We managed to receive 1053 participants across business buyers, IT buyers, advisors, providers and industry influencers – if anyone else in the industry has performed such as exhaustive study of Cloud business services, please enlighten us! Thank you to all our loyal readers who completed the study, and our friends at SSON who helped engage their network. A complimentary report of the study findings will be winging its way to you all very soon.
One of the unique angles of our study has been to contrast the views and intentions of the non-IT business community, and solely IT executives. And – as we suspected – the dynamics driving the future direction of Cloud adoption within the business functions is going to come from the business function leaders who “get it”.
Cloud Business Services are no longer hype – both business and IT executives are buying-into the value Cloud can bring to their jobs and their organizations. Let’s examine further:
*The ability to access business applications quicker, faster, cheaper and in a virtual business environment are the major drivers – and it’s the business side of the house which is even more engaged by the potential value than the IT-side.
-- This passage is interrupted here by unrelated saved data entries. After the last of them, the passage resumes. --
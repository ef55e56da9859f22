use chrono::{Datelike, NaiveDate};

/// How calendar dates are rendered in reports
#[derive(Clone, Copy, Debug, PartialEq, Eq)]
pub enum DateStyle {
    /// `5.3.2025`
    Unpadded,
    /// `05.03.2025`
    ZeroPadded,
}

/// The numeric and date conventions used for user facing text
///
/// Both the input file and the console speak the same convention: a comma as
/// decimal separator and dates in `day.month.year` order.
#[derive(Clone, Copy, Debug, PartialEq, Eq)]
pub struct Locale {
    decimal_separator: char,
    date_style: DateStyle,
}

impl Locale {
    /// Comma decimals, unpadded `day.month.year` dates
    pub const FINNISH: Locale = Locale::new(',', DateStyle::Unpadded);

    pub const fn new(decimal_separator: char, date_style: DateStyle) -> Self {
        Self { decimal_separator, date_style }
    }

    /// The same locale, rendering dates in the given style
    pub const fn with_date_style(self, date_style: DateStyle) -> Self {
        Self { date_style, ..self }
    }

    pub fn decimal_separator(&self) -> char {
        self.decimal_separator
    }

    /// Renders a number rounded to two decimals, without thousands grouping
    ///
    /// ```
    /// use energy_report::Locale;
    ///
    /// assert_eq!(Locale::FINNISH.format_number(1234.5), "1234,50");
    /// ```
    pub fn format_number(&self, value: f64) -> String {
        let rendered = format!("{value:.2}");
        match self.decimal_separator {
            '.' => rendered,
            separator => rendered.replace('.', &separator.to_string()),
        }
    }

    pub fn format_date(&self, date: NaiveDate) -> String {
        match self.date_style {
            DateStyle::Unpadded => format!("{}.{}.{}", date.day(), date.month(), date.year()),
            DateStyle::ZeroPadded => date.format("%d.%m.%Y").to_string(),
        }
    }

    /// Parses a decimal written with this locale's separator
    ///
    /// Values already written with a period are accepted as well.
    pub fn parse_number(&self, value: &str) -> Result<f64, std::num::ParseFloatError> {
        value
            .trim()
            .replace(self.decimal_separator, ".")
            .parse()
    }

    /// Parses a `day.month.year` date, with or without zero padding
    pub fn parse_date(&self, value: &str) -> Result<NaiveDate, chrono::ParseError> {
        NaiveDate::parse_from_str(value.trim(), "%d.%m.%Y")
    }
}

impl Default for Locale {
    fn default() -> Self {
        Self::FINNISH
    }
}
*Most notably, half the business respondents seriously value the focus Cloud brings to transforming their business, as opposed to their IT. Barely a third of IT respondents were as enthralled by this.
Does this mean that the real impetus behind future adoption of Cloud Business Services is going to come from business function leaders with heavy influence over IT spending for their function? And what role will Cloud Business Services play in altering the make-up of today’s outsourcing and integrated services engagements?